The initial intention was simple and deeply personal: to pay tribute to the body, to what it carries, what it goes through, and what it silently tells of our intimate history. Here, the body appears as the home of the soul — a living, sensitive space shaped by time, emotions, transformation, and memory.
As the process unfolded, the work revealed another reading. These busts gradually brought to mind the image of armor, almost antique, evoking Greek breastplates. This shifted my perspective: the body was no longer only an imprint or a memory, but also a form of protection, an envelope, a structure. An armor both strong and fragile.
It is within this tension that the heart of the project lies. The body protects, supports, and contains us; it allows us to exist in the world. But it is also vulnerable, porous, exposed, and marked by the experiences it goes through. It carries within it an essential duality: strength and fragility, the visible and the invisible, the physical and the spiritual.
This work is therefore a celebration of the body, far from ideals of perfection or control. It invites us to look at it differently: as a place of memory, power, beauty, and vulnerability. Taking its imprint, observing it, transforming it into sculpture becomes a way of honoring it, acknowledging it, and reclaiming one’s own story.
Autoportrait — Le corps
Ce projet est né d’un désir de mémoire : celui de conserver une trace du corps, d’en garder l’empreinte comme on retient un fragment de soi. À travers cet autoportrait, le corps devient à la fois sujet, matière et outil de création.
L’intention première était simple et profondément personnelle : rendre hommage au corps, à ce qu’il porte, à ce qu’il traverse, à ce qu’il raconte silencieusement de notre histoire intime.
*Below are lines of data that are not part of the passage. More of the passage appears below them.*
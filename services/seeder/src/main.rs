//! Seeder - Writes the dashboard documents into the document store
//!
//! Usage:
//!   # Seed both documents with the built-in data:
//!   cargo run --bin seeder
//!
//!   # Replace one document with the content of a JSON file:
//!   cargo run --bin seeder -- --document phone-cases --from-file phone-cases.json

use aggregator::{logging, DashboardDocument, DocumentPath, DocumentStore, StoreConfig};
use anyhow::{Context, Result};
use clap::Parser;
use serde_json::Value;
use std::path::PathBuf;
use tokio::fs;
use tracing::info;

#[derive(Parser, Debug)]
#[command(name = "seeder", about = "Seeds dashboard documents into the document store")]
struct Args {
    /// Document to write: main, phone-cases or all
    #[arg(long, default_value = "all")]
    document: String,

    /// JSON file to write instead of the built-in data (single document only)
    #[arg(long)]
    from_file: Option<PathBuf>,

    /// Dry run - validate and print only
    #[arg(long, default_value = "false")]
    dry_run: bool,

    /// Debug logging (overridden by RUST_LOG)
    #[arg(long, short, default_value = "false")]
    verbose: bool,
}

fn targets(document: &str) -> Result<Vec<DashboardDocument>> {
    if document == "all" {
        return Ok(DashboardDocument::ALL.to_vec());
    }
    let doc = document.parse::<DashboardDocument>().map_err(anyhow::Error::msg)?;
    Ok(vec![doc])
}

/// Content to write for each target, in order.
async fn load_documents(
    targets: &[DashboardDocument],
    from_file: Option<&PathBuf>,
) -> Result<Vec<(DashboardDocument, Value)>> {
    let Some(path) = from_file else {
        return targets
            .iter()
            .map(|&doc| -> Result<(DashboardDocument, Value)> {
                let data = doc
                    .default_data()
                    .with_context(|| format!("Built-in data for {} is invalid", doc))?;
                Ok((doc, data))
            })
            .collect();
    };

    let [doc] = targets else {
        anyhow::bail!("--from-file needs a single --document (main or phone-cases)");
    };

    let content = fs::read_to_string(path)
        .await
        .with_context(|| format!("Failed to read {}", path.display()))?;
    let data: Value = serde_json::from_str(&content)
        .with_context(|| format!("{} is not valid JSON", path.display()))?;
    if !data.is_object() {
        anyhow::bail!("{} must contain a JSON object", path.display());
    }
    Ok(vec![(*doc, data)])
}

async fn seed(store: &dyn DocumentStore, documents: &[(DashboardDocument, Value)]) -> Result<()> {
    for (doc, data) in documents {
        let path = DocumentPath::dashboard(*doc);
        store
            .put(&path, data)
            .await
            .with_context(|| format!("Failed to write {}", path))?;
        info!(%path, backend = store.backend_tag(), "document seeded");
        println!("  ✓ {}", path);
    }
    Ok(())
}

fn describe(data: &Value) -> String {
    let units = data["summary"]["total_units"].as_i64().unwrap_or(0);
    let devices = data["devices_comparison"].as_array().map_or(0, Vec::len);
    format!("{} units, {} devices", units, devices)
}

#[tokio::main]
async fn main() -> Result<()> {
    dotenvy::dotenv().ok();
    let args = Args::parse();
    logging::init(args.verbose);

    println!("=== Dashboard Seeder ===");
    println!("Mode: {}", if args.dry_run { "dry-run" } else { "live" });

    let targets = targets(&args.document)?;
    let documents = load_documents(&targets, args.from_file.as_ref()).await?;

    for (doc, data) in &documents {
        println!("  {} -> {}", doc, describe(data));
    }

    if args.dry_run {
        println!("\nDry run - nothing written");
        return Ok(());
    }

    let config = StoreConfig::from_env().context("Invalid document store configuration")?;
    let store = config.open().await.context("Failed to open document store")?;
    println!("\nWriting to {} store:", store.backend_tag());

    seed(store.as_ref(), &documents).await?;

    println!("\nSeeded {} document(s)", documents.len());
    Ok(())
}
Le corps apparaît ici comme la maison de l’âme — un espace vivant, sensible, traversé par le temps, les émotions, les transformations et la mémoire.
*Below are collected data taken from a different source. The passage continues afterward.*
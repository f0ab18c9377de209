//! UK / US territory classification from free-text country cells.

use serde::{Deserialize, Serialize};

const UK_MARKERS: &[&str] = &["UK", "GB", "UNITED KINGDOM"];
const US_MARKERS: &[&str] = &["US", "UNITED STATES", "AMERICA"];

#[derive(Debug, Clone, Copy, PartialEq, Eq, Hash, Serialize, Deserialize)]
pub enum Territory {
    #[serde(rename = "UK")]
    Uk,
    #[serde(rename = "US")]
    Us,
}

impl Territory {
    pub fn code(self) -> &'static str {
        match self {
            Territory::Uk => "UK",
            Territory::Us => "US",
        }
    }

    pub fn currency(self) -> &'static str {
        match self {
            Territory::Uk => "GBP",
            Territory::Us => "USD",
        }
    }

    /// Share of the distinct-SKU count reported for this territory.
    pub fn sku_share(self) -> f64 {
        match self {
            Territory::Uk => 0.4,
            Territory::Us => 0.6,
        }
    }
}

/// Result of testing one country cell. Both flags may be set: the checks are
/// independent substring tests, e.g. "AUSTRALIA" contains "US".
#[derive(Debug, Clone, Copy, PartialEq, Eq, Default)]
pub struct Classification {
    pub uk: bool,
    pub us: bool,
}

impl Classification {
    pub fn is_unclassified(&self) -> bool {
        !self.uk && !self.us
    }

    pub fn is_ambiguous(&self) -> bool {
        self.uk && self.us
    }
}

pub fn classify(country: &str) -> Classification {
    let upper = country.to_uppercase();
    Classification {
        uk: UK_MARKERS.iter().any(|m| upper.contains(m)),
        us: US_MARKERS.iter().any(|m| upper.contains(m)),
    }
}
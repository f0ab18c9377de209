//! Built-in dashboard documents.
//!
//! The same data seeds the document store and backs the CLI when no upload
//! has been cached.

use crate::model::AggregateResult;
use serde_json::Value;
use std::fmt;
use std::str::FromStr;

/// Collection holding every dashboard document.
pub const DASHBOARD_COLLECTION: &str = "dashboards";

/// Period label shown for the built-in data.
pub const DEFAULT_PERIOD: &str = "January 2026";

const MAIN_JSON: &str = include_str!("../data/main.json");
const PHONE_CASES_JSON: &str = include_str!("../data/phone-cases.json");

/// The two documents served to the dashboard.
#[derive(Debug, Clone, Copy, PartialEq, Eq, Hash)]
pub enum DashboardDocument {
    /// All product types.
    Main,
    /// Phone-case product types only.
    PhoneCases,
}

impl DashboardDocument {
    pub const ALL: [DashboardDocument; 2] = [DashboardDocument::Main, DashboardDocument::PhoneCases];

    pub fn doc_id(self) -> &'static str {
        match self {
            DashboardDocument::Main => "main",
            DashboardDocument::PhoneCases => "phone-cases",
        }
    }

    /// Built-in content for this document.
    pub fn default_data(self) -> Result<Value, serde_json::Error> {
        let raw = match self {
            DashboardDocument::Main => MAIN_JSON,
            DashboardDocument::PhoneCases => PHONE_CASES_JSON,
        };
        serde_json::from_str(raw)
    }
}

impl fmt::Display for DashboardDocument {
    fn fmt(&self, f: &mut fmt::Formatter<'_>) -> fmt::Result {
        f.write_str(self.doc_id())
    }
}

impl FromStr for DashboardDocument {
    type Err = String;

    fn from_str(s: &str) -> Result<Self, Self::Err> {
        match s {
            "main" => Ok(DashboardDocument::Main),
            "phone-cases" => Ok(DashboardDocument::PhoneCases),
            other => Err(format!(
                "unknown dashboard document '{}', expected 'main' or 'phone-cases'",
                other
            )),
        }
    }
}

/// Built-in main dashboard as a typed aggregate.
pub fn default_aggregate() -> Result<AggregateResult, serde_json::Error> {
    serde_json::from_str(MAIN_JSON)
}

#[cfg(test)]
mod tests {
    use super::*;
    use crate::aggregate::TOP_N;

    #[test]
    fn test_default_documents_parse() {
        for doc in DashboardDocument::ALL {
            let data = doc.default_data().unwrap();
            assert!(data["summary"]["total_units"].is_i64(), "{}", doc);
            assert_eq!(data["territory"].as_array().map(Vec::len), Some(2));
        }
    }

    #[test]
    fn test_default_main_is_a_full_aggregate() {
        let data = default_aggregate().unwrap();
        assert_eq!(
            data.summary.total_units,
            data.summary.uk_units + data.summary.us_units
        );
        assert!(data.devices_comparison.len() <= TOP_N);
        assert!(!data.design_children_comparison.is_empty());
    }

    #[test]
    fn test_phone_case_document_keeps_display_fields() {
        let data = DashboardDocument::PhoneCases.default_data().unwrap();
        assert_eq!(data["product_types_comparison"][0]["description"], "Tough Phone Case Regular");
        assert!(data["top_skus"].is_array());
    }

    #[test]
    fn test_document_ids_round_trip_through_from_str() {
        for doc in DashboardDocument::ALL {
            assert_eq!(doc.doc_id().parse::<DashboardDocument>(), Ok(doc));
        }
        assert!("other".parse::<DashboardDocument>().is_err());
    }
}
Au fil du processus, le travail a révélé une autre lecture. Ces bustes ont progressivement fait surgir l’image d’armures, presque antiques, évoquant des cuirasses grecques. Cette apparition a déplacé le regard : le corps n’était plus seulement une empreinte ou un souvenir, il devenait aussi protection, enveloppe, structure. Une armure à la fois solide et fragile.
C’est dans cette tension que réside le cœur du projet. Le corps protège, soutient, contient ; il nous permet d’exister dans le monde. Mais il est aussi vulnérable, poreux, exposé, marqué par les expériences qu’il traverse. Il porte en lui une dualité essentielle : celle de la force et de la fragilité, du visible et de l’invisible, du physique et du spirituel.
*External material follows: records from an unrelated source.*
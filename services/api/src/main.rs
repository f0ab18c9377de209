//! API Service - Serves dashboard documents and the built web UI
//!
//! Endpoints:
//! - GET /api/dashboard-data - Main dashboard document
//! - GET /api/phone-case-data - Phone-case dashboard document
//! - GET /api/health - Health check
//! - GET /* - Static UI files (index.html fallback)

use aggregator::{fetch_document, logging, DashboardDocument, DocumentStore, FetchError, StoreConfig};
use anyhow::Context;
use axum::{
    extract::State,
    http::StatusCode,
    response::{IntoResponse, Response},
    routing::get,
    Json, Router,
};
use chrono::{SecondsFormat, Utc};
use serde::Serialize;
use std::path::PathBuf;
use std::sync::Arc;
use tower_http::cors::{Any, CorsLayer};
use tower_http::services::{ServeDir, ServeFile};
use tower_http::trace::TraceLayer;
use tracing::{debug, error};

// ============================================================================
// State
// ============================================================================

#[derive(Clone)]
struct AppState {
    store: Arc<dyn DocumentStore>,
}

// ============================================================================
// Response types
// ============================================================================

#[derive(Serialize)]
struct HealthResponse {
    status: &'static str,
    timestamp: String,
}

#[derive(Serialize)]
struct ErrorResponse {
    error: String,
}

fn error_response(status: StatusCode, message: &str) -> Response {
    (
        status,
        Json(ErrorResponse {
            error: message.to_string(),
        }),
    )
        .into_response()
}

// ============================================================================
// Handlers
// ============================================================================

async fn health_handler() -> Json<HealthResponse> {
    Json(HealthResponse {
        status: "ok",
        timestamp: Utc::now().to_rfc3339_opts(SecondsFormat::Millis, true),
    })
}

async fn dashboard_data_handler(State(state): State<Arc<AppState>>) -> Response {
    document_response(&state, DashboardDocument::Main).await
}

async fn phone_case_data_handler(State(state): State<Arc<AppState>>) -> Response {
    document_response(&state, DashboardDocument::PhoneCases).await
}

async fn document_response(state: &AppState, doc: DashboardDocument) -> Response {
    match fetch_document(state.store.as_ref(), doc).await {
        Ok(data) => Json(data).into_response(),
        Err(FetchError::NotFound(path)) => {
            debug!(%path, "dashboard document missing");
            error_response(StatusCode::NOT_FOUND, "Data not found")
        }
        Err(FetchError::Store(e)) => {
            error!(document = %doc, backend = state.store.backend_tag(), error = %e, "error fetching dashboard document");
            error_response(StatusCode::INTERNAL_SERVER_ERROR, "Internal server error")
        }
    }
}

// ============================================================================
// Router
// ============================================================================

fn app(state: Arc<AppState>, static_dir: PathBuf) -> Router {
    // CORS for web frontend
    let cors = CorsLayer::new()
        .allow_origin(Any)
        .allow_methods(Any)
        .allow_headers(Any);

    let spa = ServeDir::new(&static_dir).not_found_service(ServeFile::new(static_dir.join("index.html")));

    Router::new()
        .route("/api/dashboard-data", get(dashboard_data_handler))
        .route("/api/phone-case-data", get(phone_case_data_handler))
        .route("/api/health", get(health_handler))
        .fallback_service(spa)
        .layer(cors)
        .layer(TraceLayer::new_for_http())
        .with_state(state)
}

#[tokio::main]
async fn main() -> anyhow::Result<()> {
    dotenvy::dotenv().ok();
    logging::init(false);

    let bind = std::env::var("API_BIND").unwrap_or_else(|_| "127.0.0.1:8080".to_string());
    let static_dir = PathBuf::from(std::env::var("STATIC_DIR").unwrap_or_else(|_| "dist".to_string()));

    println!("=== Sales Dashboard API ===");
    println!("Opening document store...");

    let config = StoreConfig::from_env().context("Invalid document store configuration")?;
    let store = config.open().await.context("Failed to open document store")?;

    println!("Document store ready ({})", store.backend_tag());

    let state = Arc::new(AppState { store });
    let app = app(state, static_dir.clone());

    println!("API listening on http://{}", bind);
    println!("\nEndpoints:");
    println!("  GET /api/dashboard-data");
    println!("  GET /api/phone-case-data");
    println!("  GET /api/health");
    println!("  GET /*  (static files from {})", static_dir.display());

    let listener = tokio::net::TcpListener::bind(&bind)
        .await
        .with_context(|| format!("Failed to bind {}", bind))?;
    axum::serve(listener, app).await?;

    Ok(())
}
Ce travail propose ainsi une célébration du corps, loin des injonctions de perfection ou de maîtrise. Il invite à le regarder autrement : comme un lieu de mémoire, de puissance, de beauté et de vulnérabilité. En prendre l’empreinte, l’observer, le transformer en sculpture, devient une manière de l’honorer, de le reconnaître et de se réapproprier son histoire.
Une invitation à se célébrer
Avec ce travail, j’ai eu envie de célébrer le corps. J’aimerais beaucoup inviter d’autres femmes à vivre cette expérience. Je crois que c’est une autre manière de se regarder, de se rencontrer. Une façon plus douce et plus profonde de se ré-approprier son corps, de l’honorer, de le célébrer, et peut-être aussi d’apprendre à s’aimer autrement.